My old cat, Tucker, who was one of my first (of many!) bottle babies, is in a handsome wooden box. For the first year after his passing that box adorned places where he wanted to lay but wasn’t really allowed (on top of the fridge, in the guest room, etc). Now the box is on a bookshelf with my old Aussie. She is in gift box. I haven’t found just the right place to spread their ashes yet, both originated in VA and I haven’t been back there since they died. Maybe once I move to my property on the Ocala Forest I will find the right spot there…maybe along my favorite trails…that’s where I want to be when the time comes.

Funny, but I am not at all sentimental about the remains. I did not ask for my dog’s ashes. I like to remember them when they were alive and healthy. Having an urn or a spot in the ground only leads me to gruesome thoughts.

Even when my beloved mom passed, her ashes were returned and I just scattered them in the ocean that she loved.

I don’t find it morbid when there’s a garden over them.

Except for our one Doberman’s ashes from back in NY, the rest of our pets are buried here at the farm.

“Rosie”, our deaf Blue Dobie, is buried with a Pink Dogwood over her grave. Every Spring when it’s completely covered in pink blooms makes me smile.

“SweetyBird”, our Quaker Parrot, is buried with a “Louisa” Weeping Crabapple over her grave. Again - every Spring it’s breathtaking.

“Bruno”, our Plott Hound/Lab cross has a Variegated Kousa Dogwood on his grave. Lovely.

And all of the cats have their own special places with Azaleas & a birdbath over each spot.

We do have two other dog graves for our last Dobie & our Husky awaiting plantings. I want a “Bonfire” ornamental peach for the Dobie, & a dward Red-Twig Dogwood for the Husky. This Fall or next Spring.

We lost our 15 yr old English setter back in April. Her ashes are enshrined on the mantle and probably will be until SO himself has past. He even still has the cards sent by the vet clinic and crematorium, and numerous pics surrounding her tin.:sadsmile: The tin is pretty nice. He did super-glue the top on. When I asked why the glue, he mumbled something about not wanting to see ‘bits of bone’.

My last two dogs ashes are in nice wooden pet urns that I ordered. I then got ceramic statues that look like them, one a corgi and one a golden retriever. I have them on my dresser. Every time I see them I remember all the good times with them.

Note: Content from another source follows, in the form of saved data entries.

use anyhow::{Context, Result};
use backhaul::cli::notify::notify;
use backhaul::cli::output::*;
use backhaul::cli::Cli;
use backhaul::{
    ConfigResolver, PipelineExecutor, ProcessRunner, ResolvedConfiguration, SnapshotBuilder,
    TokioProcessRunner,
};
use std::path::Path;
use std::sync::Arc;
use tracing_subscriber::{EnvFilter, FmtSubscriber};

#[tokio::main]
async fn main() -> Result<()> {
    let cli = Cli::from_args();

    // Initialize logging
    let log_level = if cli.verbose { "debug" } else { "info" };
    let filter = EnvFilter::try_from_default_env().unwrap_or_else(|_| EnvFilter::new(log_level));
    let subscriber = FmtSubscriber::builder()
        .with_env_filter(filter)
        .with_writer(std::io::stderr)
        .finish();
    tracing::subscriber::set_global_default(subscriber)
        .context("Failed to set logging subscriber")?;

    let config_path = cli
        .config_path()
        .context("Could not determine the user configuration directory; pass --config")?;

    let config = match load_config(&cli, &config_path) {
        Ok(config) => config,
        Err(e) => {
            println!("{} {}", CROSS, style("Configuration rejected:").red());
            println!("  {}", style(format!("{:#}", e)).red());
            std::process::exit(1);
        }
    };

    if cli.validate {
        return print_validation(&cli, &config);
    }

    let runner: Arc<dyn ProcessRunner> = Arc::new(TokioProcessRunner::new());
    let mut failures = 0;

    if !cli.snapshot_only {
        let mut executor = PipelineExecutor::new(&config, runner.clone()).with_toggles(cli.toggles());
        executor.add_event_handler(|event| {
            println!("{}", format_execution_event(&event));
        });

        println!();
        let report = executor.run().await;
        failures += report.failure_count();
        println!("\n{}", format_report(&report));
    }

    if cli.snapshot || cli.snapshot_only {
        println!("\n{} Creating snapshots", INFO);
        let snapshot_failures = SnapshotBuilder::new(runner.clone())
            .snapshot(&config.sources)
            .await;
        for failure in &snapshot_failures {
            println!("  {} {}", CROSS, style(failure).red());
        }
        if snapshot_failures.is_empty() {
            println!("{} Snapshots {}", CHECK, style("created").green());
        }
        failures += snapshot_failures.len();
    }

    if cli.notify {
        let body = if failures == 0 {
            "All steps completed".to_string()
        } else {
            format!("Completed with {} failures", failures)
        };
        notify(runner.as_ref(), "Backup finished", &body).await;
    }

    Ok(())
}

fn load_config(cli: &Cli, path: &Path) -> Result<ResolvedConfiguration> {
    ConfigResolver::new()
        .with_target_override(cli.target.clone())
        .load(path)
        .with_context(|| format!("Failed to load configuration '{}'", path.display()))
}

fn print_validation(cli: &Cli, config: &ResolvedConfiguration) -> Result<()> {
    let summary = ConfigSummary::new(config);
    if cli.json {
        println!("{}", serde_json::to_string_pretty(&summary)?);
    } else {
        println!("{} Configuration is valid!", CHECK);
        println!("{}", summary.render());
    }
    Ok(())
}
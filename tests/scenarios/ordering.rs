//! Test: steps run in ascending step-number order

use crate::helpers::*;
use backhaul::execution::{DisableToggles, StepStatus};
use backhaul::StepKind;
use std::sync::Arc;
use tempfile::TempDir;

/// Backup first, then the MySQL dumps, for a remote source
#[tokio::test]
async fn test_backup_then_mysql_dumps() {
    let dir = TempDir::new().unwrap();
    let target = dir.path().join("backups");
    let yaml = format!(
        r#"
options:
  target: {target}
sources:
  source:
    - path: example.com:/var/www
databases:
  mysql:
    - {{ name: shop, user: root, password: pw }}
pipeline:
  - {{ no: 2, step: mysql-dbs }}
  - {{ no: 1, step: backup }}
"#,
        target = target.display()
    );
    let config = resolve(&write_config(dir.path(), "backup.yaml", &yaml));
    let runner = Arc::new(RecordingRunner::new());

    let report = run_with(&config, runner.clone(), DisableToggles::default()).await;

    assert_eq!(runner.tools(), vec!["rsync", "mysqldump"]);
    let steps: Vec<(u32, StepKind, StepStatus)> =
        report.steps.iter().map(|s| (s.no, s.kind, s.status)).collect();
    assert_eq!(
        steps,
        vec![
            (1, StepKind::Backup, StepStatus::Completed),
            (2, StepKind::MySqlDump, StepStatus::Completed)
        ]
    );

    let files = target.join("example.com/files/var/www");
    let backup = target.join("example.com/backup/var/www");
    assert!(files.is_dir());
    assert!(backup.is_dir());

    let rsync = &runner.calls_to("rsync")[0];
    assert_eq!(
        rsync.argv,
        vec![
            "rsync".to_string(),
            "-az".to_string(),
            "--delete".to_string(),
            "--backup".to_string(),
            format!("--backup-dir={}", backup.display()),
            "example.com:/var/www".to_string(),
            format!("{}/", files.display()),
        ]
    );
}

#[tokio::test]
async fn test_scripts_follow_numeric_not_document_order() {
    let dir = TempDir::new().unwrap();
    let config = resolve(&write_config(
        dir.path(),
        "backup.yaml",
        r#"
scripts:
  - { id: 1, command: "first" }
  - { id: 2, command: "second" }
  - { id: 3, command: "third" }
pipeline:
  - { no: 30, step: script-1 }
  - { no: 4, step: script-3 }
  - { no: 12, step: script-2 }
"#,
    ));
    let runner = Arc::new(RecordingRunner::new());

    let report = run_with(&config, runner.clone(), DisableToggles::default()).await;

    assert_eq!(runner.tools(), vec!["third", "second", "first"]);
    let order: Vec<u32> = report.steps.iter().map(|s| s.no).collect();
    assert_eq!(order, vec![4, 12, 30]);
}

#[tokio::test]
async fn test_implicit_backup_step() {
    let dir = TempDir::new().unwrap();
    let target = dir.path().join("backups");
    let config = resolve(&write_config(
        dir.path(),
        "backup.yaml",
        &format!(
            "options: {{ target: {} }}\nsources: {{ source: [ {{ path: 'host:/etc' }}, {{ path: 'host:/srv' }} ] }}\n",
            target.display()
        ),
    ));
    let runner = Arc::new(RecordingRunner::new());

    let report = run_with(&config, runner.clone(), DisableToggles::default()).await;

    assert_eq!(report.steps.len(), 1);
    assert_eq!(report.steps[0].kind, StepKind::Backup);
    let sources: Vec<String> = runner
        .calls_to("rsync")
        .iter()
        .map(|c| c.argv[c.argv.len() - 2].clone())
        .collect();
    assert_eq!(sources, vec!["host:/etc", "host:/srv"]);
}
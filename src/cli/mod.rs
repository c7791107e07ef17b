//! Command-line interface

pub mod notify;
pub mod output;

use crate::execution::DisableToggles;
use clap::Parser;
use std::ffi::OsString;
use std::path::PathBuf;

/// Directory under the user config dir holding the default configuration
pub const CONFIG_DIR_NAME: &str = "backhaul";

/// File name of the default configuration
pub const CONFIG_FILE_NAME: &str = "backup.yaml";

/// Declarative backups of file trees and databases
#[derive(Debug, Parser, Clone)]
#[command(name = "backhaul")]
#[command(version)]
#[command(about = "Declarative backups of file trees and databases", long_about = None)]
pub struct Cli {
    /// Path to the backup configuration
    #[arg(short, long)]
    pub config: Option<PathBuf>,

    /// Target root directory, replacing the configured one
    #[arg(short, long)]
    pub target: Option<PathBuf>,

    /// Validate and resolve the configuration without running anything
    #[arg(long)]
    pub validate: bool,

    /// Print the validation summary as JSON
    #[arg(long, requires = "validate")]
    pub json: bool,

    /// Skip PostgreSQL dumps
    #[arg(long)]
    pub no_postgresql: bool,

    /// Skip MySQL dumps
    #[arg(long)]
    pub no_mysql: bool,

    /// Skip all database dumps
    #[arg(long)]
    pub no_databases: bool,

    /// Archive the synced trees after the pipeline
    #[arg(long, conflicts_with = "snapshot_only")]
    pub snapshot: bool,

    /// Archive the synced trees without running the pipeline
    #[arg(long)]
    pub snapshot_only: bool,

    /// Enable verbose logging
    #[arg(short, long)]
    pub verbose: bool,

    /// Send a desktop notification when done
    #[arg(long)]
    pub notify: bool,
}

impl Cli {
    /// Parse CLI arguments from environment
    pub fn from_args() -> Self {
        Self::parse()
    }

    /// Parse CLI arguments from a slice
    pub fn try_parse_from<I, T>(itr: I) -> Result<Self, clap::Error>
    where
        I: IntoIterator<Item = T>,
        T: Into<OsString> + Clone,
    {
        <Self as Parser>::try_parse_from(itr)
    }

    /// The configuration to load: `--config`, else the per-user default
    pub fn config_path(&self) -> Option<PathBuf> {
        self.config.clone().or_else(default_config_path)
    }

    pub fn toggles(&self) -> DisableToggles {
        DisableToggles {
            postgresql: self.no_postgresql,
            mysql: self.no_mysql,
            databases: self.no_databases,
        }
    }
}

/// `<config dir>/backhaul/backup.yaml`
pub fn default_config_path() -> Option<PathBuf> {
    dirs::config_dir().map(|dir| dir.join(CONFIG_DIR_NAME).join(CONFIG_FILE_NAME))
}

I have four of my past dogs with me now in the plastic containers they were returned in. One of them is only partial due to scattering some of her in my old yard, and sending some to OK to be with a friend Dobe who has since passed away. They are buried side by side with river rock markers. I’m still deciding where to scatter the ashes here of the rest of the pack. I do take a small amount out, table spoon?, and give it to a friend who does glass work. She made me a pyramid with some of my first Bull Mastiff’s ashes and is working on my Bob’s glass memorial.

Other than little tributes like the pyramids, I’m not overly sentimental with the cremains. They are just remnants of my past companions and the memories are what really matter.

I have only cremated one. He sat next to my bed on the floor (where he would have been if he were alive) for one year to the day then I sprinkled him around the flower bed he helped me put in. I still have the now empty plastic container next to my bed…

I’ve had two dogs cremated - a Doberman and a very special little JRT/Chi mix. Billie Holiday (Dobie) was my best girl in the whole wide world, and that is part of the inscription on her urn. Cosmo was my precious angel … and his brass plate says that. Both urns rest on a dresser in my bedroom and I often just put my cheek against the urns and it gives me great peace and wonderful memories.

Other pets are buried … not sure what made me do one or the other. It’s really a personal thing at such times. But I think there is a limit to the number of urns I should have around and be considered even somewhat sane.

Last year when my gelding passed my barn friends gave me flowers to plant. The plan for me is to create a memory garden beside my house. I will put the ashes there, create stepping stones to memorialize all that have passed and then plant the flowers there. Hopefully the work on the house will be finished next spring and it will happen then. I don’t want workers trampling in garden.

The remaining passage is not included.